Despite that unpleasant incident, the family forged on.  In 1904 Anna placed a help wanted ad for a "respectable girl to do upstairs work and assist with children."

At some point Anna's widowed father, Michael Hogan, moved in with the family.  He died in the house on November 29, 1915.   His prestige within the Roman Catholic community was reflected in his funeral being celebrated with a solemn requiem mass in St. Patrick's Cathedral.

In 1908 20-year old Peter, Jr. graduated from Columbia University.  Four years later he earned his law degree from the New York Law School.  On January 10, 1918, now associated with the law firm Eaton, Lewis & Rowe, he was elected to membership of the executive committee of the Bank of Washington Heights.

On April 3, 1918 Peter McCoy, Sr. died in the 149th Street house.  His funeral was held there before his casket was taken to St. Catherine's Church prior to the burial.

In October 1920 the family was looking for additional staff.  An advertisement in The New York Herald read "Man and wife wanted in private house."  An ad in another newspaper explained their intended roles more specifically:  cook and driver.

There was no drama this time when Anna announced the engagement of Ethel Regina to William Lane Donovan on September 21, 1921.   The wedding took place in St. Patrick's Cathedral on January 10, 1922.  The impressive ceremony included two monsignors among the celebrants.  Peter escorted the bride down the aisle and Angelia was the maid of honor.  Walter (now a physician) and Harvey served as ushers.  The only member of the family not mentioned in press coverage was Alice Regeina, who possibly had not reconciled with her step-mother.

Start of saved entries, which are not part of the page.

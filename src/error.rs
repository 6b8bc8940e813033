use thiserror::Error;

/// tsdocgen error types
#[derive(Error, Debug)]
pub enum Error {
    #[error("IO error: {0}")]
    Io(#[from] std::io::Error),

    #[error("Failed to parse config file: {0}")]
    ConfigParse(#[from] toml::de::Error),

    #[error("Config validation error: {0}")]
    ConfigValidation(String),

    #[error("Extraction failed for package '{package}': {message}")]
    Extraction { package: String, message: String },

    #[error("Malformed metadata: {0}")]
    Metadata(String),

    #[error("Template error: {0}")]
    Template(#[from] tera::Error),

    #[error("JSON error: {0}")]
    Json(#[from] serde_json::Error),

    #[error("Directory walk error: {0}")]
    WalkDir(#[from] walkdir::Error),

    #[error("{0}")]
    Other(String),
}

/// Result type alias for tsdocgen operations
pub type Result<T> = std::result::Result<T, Error>;

impl Error {
    /// Create a config validation error
    pub fn config_validation(msg: impl Into<String>) -> Self {
        Error::ConfigValidation(msg.into())
    }

    /// Create an extraction error for a package
    pub fn extraction(package: impl Into<String>, message: impl Into<String>) -> Self {
        Error::Extraction {
            package: package.into(),
            message: message.into(),
        }
    }

    /// Create a malformed metadata error
    pub fn metadata(msg: impl Into<String>) -> Self {
        Error::Metadata(msg.into())
    }

    /// Create a generic error
    pub fn other(msg: impl Into<String>) -> Self {
        Error::Other(msg.into())
    }

    /// Whether this error came from the extraction collaborator
    pub fn is_extraction(&self) -> bool {
        matches!(self, Error::Extraction { .. })
    }
}
use crate::error::{Error, Result};
use serde::{Deserialize, Serialize};
use serde_json::{Map, Value};
use std::path::{Path, PathBuf};

/// Flat mapping of render options passed to templates
pub type Options = Map<String, Value>;

pub const SHOW_ROOT_HEADING: &str = "show_root_heading";
pub const SHOW_ROOT_TOC_ENTRY: &str = "show_root_toc_entry";
pub const HEADING_LEVEL: &str = "heading_level";

/// The default render options
pub fn default_options() -> Options {
    let mut options = Options::new();
    options.insert(SHOW_ROOT_HEADING.to_string(), Value::Bool(false));
    options.insert(SHOW_ROOT_TOC_ENTRY.to_string(), Value::Bool(true));
    options.insert(HEADING_LEVEL.to_string(), Value::from(2));
    options
}

/// Overlay `overrides` on `base`; keys in `overrides` win
pub fn merge_options(base: &Options, overrides: &Options) -> Options {
    let mut merged = base.clone();
    for (key, value) in overrides {
        merged.insert(key.clone(), value.clone());
    }
    merged
}

/// Typed view of the recognized render options. Other keys are passed to
/// templates untouched.
#[derive(Debug, Clone, Copy, PartialEq, Eq)]
pub struct RenderOptions {
    pub show_root_heading: bool,
    pub show_root_toc_entry: bool,
    pub heading_level: u64,
}

impl Default for RenderOptions {
    fn default() -> Self {
        Self {
            show_root_heading: false,
            show_root_toc_entry: true,
            heading_level: 2,
        }
    }
}

impl RenderOptions {
    /// Read and validate the recognized keys of a merged option map
    pub fn from_options(options: &Options) -> Result<Self> {
        let defaults = Self::default();
        let flag = |key: &str, default: bool| match options.get(key) {
            None => Ok(default),
            Some(Value::Bool(b)) => Ok(*b),
            Some(other) => Err(Error::config_validation(format!(
                "{} must be a boolean, got {}",
                key, other
            ))),
        };

        let heading_level = match options.get(HEADING_LEVEL) {
            None => defaults.heading_level,
            Some(value) => value.as_u64().ok_or_else(|| {
                Error::config_validation(format!(
                    "{} must be a positive integer, got {}",
                    HEADING_LEVEL, value
                ))
            })?,
        };
        if heading_level == 0 {
            return Err(Error::config_validation("heading_level must be at least 1"));
        }

        Ok(Self {
            show_root_heading: flag(SHOW_ROOT_HEADING, defaults.show_root_heading)?,
            show_root_toc_entry: flag(SHOW_ROOT_TOC_ENTRY, defaults.show_root_toc_entry)?,
            heading_level,
        })
    }
}

/// Parse a `key=value` option. Values are read as JSON when they parse,
/// otherwise kept as strings.
pub fn parse_option(pair: &str) -> Result<(String, Value)> {
    let (key, raw) = pair
        .split_once('=')
        .ok_or_else(|| Error::config_validation(format!("option '{}' is not key=value", pair)))?;
    let key = key.trim();
    if key.is_empty() {
        return Err(Error::config_validation(format!("option '{}' has an empty key", pair)));
    }
    let value = serde_json::from_str(raw.trim()).unwrap_or_else(|_| Value::String(raw.to_string()));
    Ok((key.to_string(), value))
}

/// Main configuration, loaded from `tsdocgen.toml`
#[derive(Debug, Clone, Default, Serialize, Deserialize)]
#[serde(default)]
pub struct HandlerConfig {
    pub extractor: ExtractorConfig,
    pub templates: TemplateConfig,
    /// Render options applied under the caller's options
    pub options: Options,
}

/// Extraction settings
#[derive(Debug, Clone, Serialize, Deserialize)]
#[serde(default)]
pub struct ExtractorConfig {
    pub command: String,
    pub args: Vec<String>,
    pub working_dir: Option<PathBuf>,
    /// Read pre-generated `<package>.json` files instead of running a command
    pub json_dir: Option<PathBuf>,
    /// Keep extracted trees between lookups
    pub cache: bool,
    /// Sources watched for cache invalidation
    pub source_root: Option<PathBuf>,
}

/// Template settings
#[derive(Debug, Clone, Default, Serialize, Deserialize)]
#[serde(default)]
pub struct TemplateConfig {
    /// Directory of `*.html` templates overriding the embedded ones
    pub dir: Option<PathBuf>,
}

impl Default for ExtractorConfig {
    fn default() -> Self {
        let command = crate::extract::CommandExtractor::default();
        Self {
            command: command.command,
            args: command.args,
            working_dir: None,
            json_dir: None,
            cache: false,
            source_root: None,
        }
    }
}

impl HandlerConfig {
    /// Load config from a TOML file
    pub fn load(path: &Path) -> Result<Self> {
        let contents = std::fs::read_to_string(path)?;
        let config: HandlerConfig = toml::from_str(&contents)?;
        config.validate()?;
        Ok(config)
    }

    /// Load config from file or return defaults
    pub fn load_or_default(path: &Path) -> Self {
        Self::load(path).unwrap_or_default()
    }

    /// Merge CLI arguments into config (CLI takes precedence)
    pub fn merge_cli(
        &mut self,
        json_dir: Option<PathBuf>,
        options: Vec<(String, Value)>,
        heading_level: Option<u64>,
        show_root_heading: bool,
    ) {
        if let Some(dir) = json_dir {
            self.extractor.json_dir = Some(dir);
        }

        for (key, value) in options {
            self.options.insert(key, value);
        }

        if let Some(level) = heading_level {
            self.options
                .insert(HEADING_LEVEL.to_string(), Value::from(level));
        }

        if show_root_heading {
            self.options
                .insert(SHOW_ROOT_HEADING.to_string(), Value::Bool(true));
        }
    }

    /// Validate configuration
    pub fn validate(&self) -> Result<()> {
        if self.extractor.json_dir.is_none() && self.extractor.command.trim().is_empty() {
            return Err(Error::config_validation(
                "extractor command must not be empty",
            ));
        }

        if self.extractor.source_root.is_some() && !self.extractor.cache {
            return Err(Error::config_validation(
                "source_root requires cache = true",
            ));
        }

        RenderOptions::from_options(&merge_options(&default_options(), &self.options))?;
        Ok(())
    }
}
/// A node in the documentation tree
#[derive(Debug, Clone, PartialEq)]
pub struct DocNode {
    name: String,
    kind: Kind,
    visibility: Visibility,
    comment: Option<Comment>,
    children: Vec<DocNode>,
    fields: BTreeMap<String, DocValue>,
}

impl DocNode {
    /// Build a node from a wrapped record. Fails if the record (or any
    /// descendant) lacks a string `name`.
    pub fn from_value(value: &DocValue) -> Result<Self> {
        let record = value
            .as_record()
            .ok_or_else(|| Error::metadata("documentation node is not a record"))?;

        let name = value
            .get("name")
            .and_then(DocValue::as_str)
            .ok_or_else(|| Error::metadata("documentation node has no string 'name'"))?
            .to_string();

        let children = match value.get("children") {
            None => Vec::new(),
            Some(DocValue::List(items)) => items
                .iter()
                .enumerate()
                .map(|(i, child)| {
                    DocNode::from_value(child).map_err(|e| {
                        Error::metadata(format!("in '{}', child {}: {}", name, i, e))
                    })
                })
                .collect::<Result<Vec<_>>>()?,
            Some(_) => {
                return Err(Error::metadata(format!(
                    "'children' of '{}' is not a list",
                    name
                )))
            }
        };

        let fields: BTreeMap<String, DocValue> = record
            .iter()
            .filter(|(k, _)| !DECODED_KEYS.contains(&k.as_str()) && *k != COMPUTED_KEY)
            .map(|(k, v)| (k.clone(), v.clone()))
            .collect();

        Ok(Self {
            visibility: visibility_of(&name, value),
            kind: match Kind::from_value(value.get("kind")) {
                Kind::Unknown => Kind::from_value(value.get("kindString")),
                kind => kind,
            },
            comment: value.get("comment").and_then(Comment::from_value),
            name,
            children,
            fields,
        })
    }

    /// Build a node directly from extractor JSON
    pub fn from_json(value: &serde_json::Value) -> Result<Self> {
        Self::from_value(&DocValue::from_json(value))
    }

    pub fn name(&self) -> &str {
        &self.name
    }

    pub fn kind(&self) -> Kind {
        self.kind
    }

    pub fn visibility(&self) -> Visibility {
        self.visibility
    }

    pub fn comment(&self) -> Option<&Comment> {
        self.comment.as_ref()
    }

    pub fn children(&self) -> &[DocNode] {
        &self.children
    }

    /// First direct child with this exact name
    pub fn child(&self, name: &str) -> Option<&DocNode> {
        self.children.iter().find(|c| c.name == name)
    }

    /// Pass-through field access (`signatures`, `type`, `sources`, ...)
    pub fn get(&self, key: &str) -> Option<&DocValue> {
        self.fields.get(key)
    }

    pub fn signatures(&self) -> &[DocValue] {
        self.get("signatures")
            .and_then(DocValue::as_list)
            .unwrap_or(&[])
    }

    /// Summary text of the node's comment. Callables carry their comment on
    /// the first signature, which is used when the node has none.
    pub fn summary(&self) -> String {
        if let Some(comment) = &self.comment {
            return comment.summary_text();
        }
        self.signatures()
            .first()
            .and_then(|sig| sig.get("comment"))
            .and_then(Comment::from_value)
            .map(|c| c.summary_text())
            .unwrap_or_default()
    }

    pub fn is_deprecated(&self) -> bool {
        self.comment.as_ref().is_some_and(Comment::is_deprecated)
    }
}

fn visibility_of(name: &str, value: &DocValue) -> Visibility {
    let flag = |key: &str| {
        value
            .get_path(["flags", key])
            .and_then(DocValue::as_bool)
            .unwrap_or(false)
    };

    if flag("isPrivate") || name.starts_with('#') {
        Visibility::Private
    } else if flag("isProtected") {
        Visibility::Protected
    } else {
        Visibility::Public
    }
}

// Templates see the pass-through fields, the decoded ones, and the computed
// values under `doc`. The output decodes back into an equal node.
impl Serialize for DocNode {
    fn serialize<S: Serializer>(&self, serializer: S) -> std::result::Result<S::Ok, S::Error> {
        let len = self.fields.len() + DECODED_KEYS.len() + 1;
        let mut map = serializer.serialize_map(Some(len))?;
        for (k, v) in &self.fields {
            map.serialize_entry(k, v)?;
        }
        map.serialize_entry("name", &self.name)?;
        map.serialize_entry("kind", self.kind.as_str())?;
        map.serialize_entry("children", &self.children)?;
        map.serialize_entry(
            COMPUTED_KEY,
            &Computed {
                kind_label: self.kind.label(),
                visibility: self.visibility.as_str(),
                summary: self.summary(),
                deprecated: self.is_deprecated(),
            },
        )?;
        map.end()
    }
}
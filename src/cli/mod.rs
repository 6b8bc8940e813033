//! CLI module for tsdocgen

mod args;

pub use args::{Args, Command, LookupArgs};

use crate::config::{parse_option, HandlerConfig, Options};
use crate::error::{Error, Result};
use crate::handler::Handler;
use std::path::Path;
use std::process::ExitCode;
use tracing::debug;

const DEFAULT_CONFIG: &str = "tsdocgen.toml";

/// Run the CLI application
pub fn run() -> ExitCode {
    let args = Args::parse_args();

    match execute(args) {
        Ok(_) => ExitCode::SUCCESS,
        Err(e) => {
            eprintln!("Error: {}", e);
            ExitCode::FAILURE
        }
    }
}

fn execute(args: Args) -> Result<()> {
    match args.command {
        Command::Collect(lookup) => {
            let (handler, options) = prepare(&lookup)?;
            match handler.collect(&lookup.identifier, &options)? {
                Some(node) => println!("{}", serde_json::to_string_pretty(&node)?),
                None => {
                    if lookup.verbose {
                        eprintln!("No documentation found for {}", lookup.identifier);
                    }
                }
            }
            Ok(())
        }

        Command::Render(lookup) => {
            let (handler, options) = prepare(&lookup)?;
            let html = handler.document(&lookup.identifier, &options)?;
            println!("{}", html);
            Ok(())
        }

        Command::Version => {
            println!("tsdocgen {}", env!("CARGO_PKG_VERSION"));
            Ok(())
        }
    }
}

/// Load config, apply CLI overrides and build the handler
fn prepare(lookup: &LookupArgs) -> Result<(Handler, Options)> {
    let mut cfg = match &lookup.config {
        Some(path) => {
            if !path.exists() {
                return Err(Error::other(format!(
                    "Config file not found: {}",
                    path.display()
                )));
            }
            HandlerConfig::load(path)?
        }
        None => HandlerConfig::load_or_default(Path::new(DEFAULT_CONFIG)),
    };

    let options = lookup
        .options
        .iter()
        .map(|pair| parse_option(pair))
        .collect::<Result<Vec<_>>>()?;

    // CLI takes precedence
    cfg.merge_cli(
        lookup.json_dir.clone(),
        options,
        lookup.heading_level,
        lookup.show_root_heading,
    );

    if lookup.verbose {
        eprintln!("Identifier: {}", lookup.identifier);
        match &cfg.extractor.json_dir {
            Some(dir) => eprintln!("Metadata: {}", dir.display()),
            None => eprintln!(
                "Extractor: {} {}",
                cfg.extractor.command,
                cfg.extractor.args.join(" ")
            ),
        }
        eprintln!("Options: {}", serde_json::Value::Object(cfg.options.clone()));
    }
    debug!(cache = cfg.extractor.cache, "configuration loaded");

    let handler = Handler::from_config(&cfg)?;
    Ok((handler, Options::new()))
}
//! Member selection and display ordering.
//!
//! [`Members`] is a lazy view over a node's children. Filters compose in any
//! order and the view can be cloned to restart iteration; [`Members::ordered`]
//! produces the display order.

use crate::model::{Category, DocNode, Kind, Visibility};

#[derive(Clone)]
enum Predicate {
    Kinds(Vec<Kind>),
    Categories(Vec<Category>),
    Visibilities(Vec<Visibility>),
    Custom(fn(&DocNode) -> bool),
}

impl Predicate {
    fn accepts(&self, node: &DocNode) -> bool {
        match self {
            Predicate::Kinds(kinds) => kinds.contains(&node.kind()),
            Predicate::Categories(categories) => categories.contains(&node.kind().category()),
            Predicate::Visibilities(levels) => levels.contains(&node.visibility()),
            Predicate::Custom(f) => f(node),
        }
    }
}

/// Filtered view over a sequence of sibling nodes
#[derive(Clone)]
pub struct Members<'a> {
    nodes: std::slice::Iter<'a, DocNode>,
    predicates: Vec<Predicate>,
}

impl<'a> Members<'a> {
    pub fn new(nodes: &'a [DocNode]) -> Self {
        Self {
            nodes: nodes.iter(),
            predicates: Vec::new(),
        }
    }

    /// Members of a node
    pub fn of(node: &'a DocNode) -> Self {
        Self::new(node.children())
    }

    /// Keep members whose kind is one of `kinds`
    pub fn kinds(mut self, kinds: &[Kind]) -> Self {
        self.predicates.push(Predicate::Kinds(kinds.to_vec()));
        self
    }

    /// Keep members in one of the display categories
    pub fn categories(mut self, categories: &[Category]) -> Self {
        self.predicates.push(Predicate::Categories(categories.to_vec()));
        self
    }

    /// Keep members with one of the visibility levels
    pub fn visibility(mut self, levels: &[Visibility]) -> Self {
        self.predicates.push(Predicate::Visibilities(levels.to_vec()));
        self
    }

    pub fn public_only(self) -> Self {
        self.visibility(&[Visibility::Public])
    }

    /// Keep invocable members (methods, functions, constructors)
    pub fn callables(self) -> Self {
        self.filter_by(|node| node.kind().is_callable())
    }

    /// Keep members accepted by an arbitrary predicate
    pub fn filter_by(mut self, predicate: fn(&DocNode) -> bool) -> Self {
        self.predicates.push(Predicate::Custom(predicate));
        self
    }

    /// Remaining members in display order
    pub fn ordered(self) -> Vec<&'a DocNode> {
        order_members(self)
    }
}

impl<'a> Iterator for Members<'a> {
    type Item = &'a DocNode;

    fn next(&mut self) -> Option<Self::Item> {
        let predicates = &self.predicates;
        self.nodes
            .by_ref()
            .find(|node| predicates.iter().all(|p| p.accepts(node)))
    }
}

/// Sort nodes for display: by category, then by name. The sort is stable,
/// so equal names keep declaration order.
pub fn order_members<'a, I>(nodes: I) -> Vec<&'a DocNode>
where
    I: IntoIterator<Item = &'a DocNode>,
{
    let mut ordered: Vec<&'a DocNode> = nodes.into_iter().collect();
    ordered.sort_by(|a, b| {
        a.kind()
            .category()
            .cmp(&b.kind().category())
            .then_with(|| a.name().cmp(b.name()))
    });
    ordered
}
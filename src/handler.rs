//! The TypeScript documentation handler.
//!
//! [`Handler`] is what a documentation host talks to: `collect` turns an
//! identifier into a node, `render` turns a node (or a lookup miss) into a
//! markup fragment.

use crate::config::{default_options, merge_options, HandlerConfig, Options, RenderOptions};
use crate::error::Result;
use crate::extract::{CachedExtractor, CommandExtractor, Extractor, JsonFileExtractor};
use crate::members::Members;
use crate::model::DocNode;
use crate::render::crossref::crossref;
use crate::render::templates::{FilterTable, TemplateEngine};
use crate::resolve::resolve;
use serde_json::{json, Value};
use tera::Context;
use tracing::{debug, info};

/// Cross-reference domain served by this handler
pub const DOMAIN: &str = "typescript";
/// Whether an object inventory is produced
pub const ENABLE_INVENTORY: bool = false;
/// Theme used when the requested one has no templates
pub const FALLBACK_THEME: &str = "material";

/// Options used when the host collects an item for a fallback lookup
pub fn fallback_options() -> Options {
    let mut options = Options::new();
    options.insert("fallback".to_string(), Value::Bool(true));
    options
}

pub struct Handler {
    extractor: Box<dyn Extractor>,
    engine: TemplateEngine,
    defaults: Options,
}

impl Handler {
    /// Create a handler over an extractor with the embedded templates
    pub fn new(extractor: Box<dyn Extractor>) -> Result<Self> {
        Ok(Self {
            extractor,
            engine: TemplateEngine::new(FilterTable::default())?,
            defaults: default_options(),
        })
    }

    /// Build a handler from loaded configuration
    pub fn from_config(config: &HandlerConfig) -> Result<Self> {
        config.validate()?;

        let extractor: Box<dyn Extractor> = match &config.extractor.json_dir {
            Some(dir) => {
                info!(dir = %dir.display(), "using pre-generated metadata");
                Box::new(JsonFileExtractor::new(dir))
            }
            None => {
                let mut command =
                    CommandExtractor::new(&config.extractor.command, config.extractor.args.clone());
                if let Some(dir) = &config.extractor.working_dir {
                    command = command.with_working_dir(dir);
                }
                Box::new(command)
            }
        };

        let extractor: Box<dyn Extractor> = if config.extractor.cache {
            let mut cached = CachedExtractor::new(extractor);
            if let Some(root) = &config.extractor.source_root {
                cached = cached.with_source_root(root);
            }
            Box::new(cached)
        } else {
            extractor
        };

        let engine = match &config.templates.dir {
            Some(dir) => TemplateEngine::from_dir(dir, FilterTable::default())?,
            None => TemplateEngine::new(FilterTable::default())?,
        };

        Ok(Self {
            extractor,
            engine,
            defaults: merge_options(&default_options(), &config.options),
        })
    }

    /// Replace the template engine
    pub fn with_engine(mut self, engine: TemplateEngine) -> Self {
        self.engine = engine;
        self
    }

    /// Default options every render call starts from
    pub fn default_options(&self) -> &Options {
        &self.defaults
    }

    /// Resolve an identifier. A malformed identifier or missing symbol is
    /// `Ok(None)`; extraction failures are errors.
    pub fn collect(&self, identifier: &str, _config: &Options) -> Result<Option<DocNode>> {
        let node = resolve(self.extractor.as_ref(), identifier)?;
        if node.is_none() {
            info!(identifier, "no documentation found");
        }
        Ok(node)
    }

    /// Render a node, or the empty fragment for a lookup miss
    pub fn render(&self, node: Option<&DocNode>, config: &Options) -> Result<String> {
        let options = merge_options(&self.defaults, config);
        let typed = RenderOptions::from_options(&options)?;

        let template = self.engine.select_template(node.map(DocNode::kind));
        debug!(template = %template, "rendering");

        let mut context = Context::new();
        context.insert("config", &options);
        context.insert("heading_level", &typed.heading_level);
        context.insert("root", &true);

        match node {
            Some(node) => {
                let members = Members::of(node).ordered();
                context.insert("node", node);
                context.insert("is_empty", &false);
                context.insert("summary", &node.summary());
                context.insert("members", &members);
            }
            None => {
                context.insert("node", &json!({}));
                context.insert("is_empty", &true);
                context.insert("summary", "");
                context.insert("members", &Vec::<Value>::new());
            }
        }

        self.engine.render(&template, &context)
    }

    /// Collect and render in one step
    pub fn document(&self, identifier: &str, config: &Options) -> Result<String> {
        let node = self.collect(identifier, config)?;
        self.render(node.as_ref(), config)
    }

    /// Cross-reference markup for `path`. Templates use the registered
    /// `crossref` filter; this is the same rendering for code callers.
    pub fn crossref(&self, path: &str, brief: bool) -> String {
        crossref(path, brief)
    }
}

#[cfg(test)]
mod tests {
    use super::*;
    use crate::error::Error;
    use crate::extract::StaticExtractor;
    use serde_json::json;

    fn handler() -> Handler {
        let extractor = StaticExtractor::new().with_package(
            "ui",
            json!({
                "children": [
                    {
                        "name": "Button",
                        "kind": 128,
                        "comment": {"summary": [{"kind": "text", "text": "A clickable "}, {"kind": "code", "text": "<button>"}]},
                        "extendedTypes": [{"type": "reference", "name": "Widget"}],
                        "children": [
                            {"name": "render", "kind": 2048, "signatures": [
                                {"name": "render", "kind": 4096, "type": {"type": "intrinsic", "name": "void"}}
                            ]},
                            {"name": "label", "kind": 1024, "type": {"type": "intrinsic", "name": "string"}},
                            {"name": "constructor", "kind": 512},
                        ]
                    },
                    {"name": "VERSION", "kind": 32, "type": {"type": "intrinsic", "name": "string"}},
                ]
            }),
        );
        Handler::new(Box::new(extractor)).unwrap()
    }

    fn opts(value: Value) -> Options {
        value.as_object().unwrap().clone()
    }

    #[test]
    fn test_collect_and_miss() {
        let handler = handler();
        let node = handler.collect("ui:Button", &Options::new()).unwrap();
        assert_eq!(node.unwrap().name(), "Button");
        assert!(handler.collect("ui:Nope", &Options::new()).unwrap().is_none());
        assert!(handler.collect("Button", &Options::new()).unwrap().is_none());
    }

    #[test]
    fn test_collect_extraction_failure() {
        let err = handler().collect("core:Button", &Options::new()).unwrap_err();
        assert!(matches!(err, Error::Extraction { .. }));
    }

    #[test]
    fn test_render_members_in_order() {
        let handler = handler();
        let node = handler.collect("ui:Button", &Options::new()).unwrap().unwrap();
        let html = handler.render(Some(&node), &Options::new()).unwrap();

        let ctor = html.find("<code>constructor</code>").unwrap();
        let label = html.find("<code>label</code>").unwrap();
        let render = html.find("<code>render</code>").unwrap();
        assert!(ctor < label && label < render);
        assert!(html.contains("render(): void"));
        assert!(html.contains("label: string"));
    }

    #[test]
    fn test_render_summary_and_bases() {
        let handler = handler();
        let node = handler.collect("ui:Button", &Options::new()).unwrap().unwrap();
        let html = handler.render(Some(&node), &Options::new()).unwrap();
        assert!(html.contains("A clickable &lt;button&gt;"));
        assert!(html.contains("<span data-autorefs-optional-hover=\"Widget\">Widget</span>"));
    }

    #[test]
    fn test_render_heading_options() {
        let handler = handler();
        let node = handler.collect("ui:Button", &Options::new()).unwrap().unwrap();

        let hidden = handler.render(Some(&node), &Options::new()).unwrap();
        assert!(hidden.contains("<h2 id=\"Button\" class=\"doc doc-heading hidden-toc\""));
        assert!(hidden.contains("<h3 id=\"Button.render\""));

        let shown = handler
            .render(Some(&node), &opts(json!({"show_root_heading": true, "heading_level": 4})))
            .unwrap();
        assert!(shown.contains("<h4 id=\"Button\" class=\"doc doc-heading\">"));
        assert!(shown.contains("<h5 id=\"Button.render\""));

        let no_toc = handler
            .render(Some(&node), &opts(json!({"show_root_toc_entry": false})))
            .unwrap();
        assert!(!no_toc.contains("hidden-toc"));
    }

    #[test]
    fn test_render_empty_result() {
        let html = handler().render(None, &Options::new()).unwrap();
        assert!(html.contains("doc-empty"));
    }

    #[test]
    fn test_render_rejects_invalid_heading_level() {
        let handler = handler();
        let err = handler
            .render(None, &opts(json!({"heading_level": 0})))
            .unwrap_err();
        assert!(matches!(err, Error::ConfigValidation(_)));
    }

    #[test]
    fn test_render_variable_uses_generic_template() {
        let handler = handler();
        let html = handler.document("ui:VERSION", &Options::new()).unwrap();
        assert!(html.contains("doc-variable"));
        assert!(!html.contains("doc-members"));
    }

    #[test]
    fn test_bound_crossref_matches_filter_output() {
        assert_eq!(
            handler().crossref("a.b.C", true),
            "<span data-autorefs-optional-hover=\"a.b.C\">C</span>"
        );
    }

    #[test]
    fn test_handler_constants() {
        assert_eq!(DOMAIN, "typescript");
        assert!(!ENABLE_INVENTORY);
        assert_eq!(FALLBACK_THEME, "material");
        assert_eq!(fallback_options()["fallback"], json!(true));
    }

    #[test]
    fn test_from_config_json_dir() {
        let dir = tempfile::TempDir::new().unwrap();
        std::fs::write(
            dir.path().join("ui.json"),
            r#"{"children": [{"name": "Button", "kind": "class"}]}"#,
        )
        .unwrap();

        let mut config = HandlerConfig::default();
        config.extractor.json_dir = Some(dir.path().to_path_buf());
        config.extractor.cache = true;
        config
            .options
            .insert("show_root_heading".to_string(), json!(true));

        let handler = Handler::from_config(&config).unwrap();
        assert_eq!(handler.default_options()["show_root_heading"], json!(true));
        let html = handler.document("ui:Button", &Options::new()).unwrap();
        assert!(html.contains("<h2 id=\"Button\" class=\"doc doc-heading\">"));
    }
}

A year before the wedding Peter was named Assistant United States Attorney.  His focus was on mail and investment fraud.   Among his most visible cases came soon afterward.  The New York Times later wrote "Mr. McCoy was instrumental in breaking up the nation-wide blind pool, or participating syndicates known as the 'Ponzi System...He prosecuted many persons accused of counterfeiting, selling narcotics and violating the Food and Drug Acts."

Peter was still living in the 149th Street house when on March 7, 1924 the Columbia Alumni News reported that he was "still an assistant United States District Attorney...handling bucketing investigation and commercial frauds."

In 1926 Peter was named Assistant United States Attorney General, assigned to break up mail frauds.  Afterward in the private sector he served as a counsel for the General Electric Co. and other large corporations.

The McCoy family left No. 414 not long afterward.  It was seemingly being operated as a rooming house in 1937 when the Department of Buildings deemed it an "unsafe building."  It may have been at this time, while correcting the conditions, that the owners altered the interiors to apartments.  

Whenever that conversion was completed, however, no official Certificate of Occupancy was granted.  It was not until 2015--most likely after a request from the owner's bank--that a Letter of No Objection to the apartments was issued by Department of Buildings.  The former McCoy house has nine apartments today.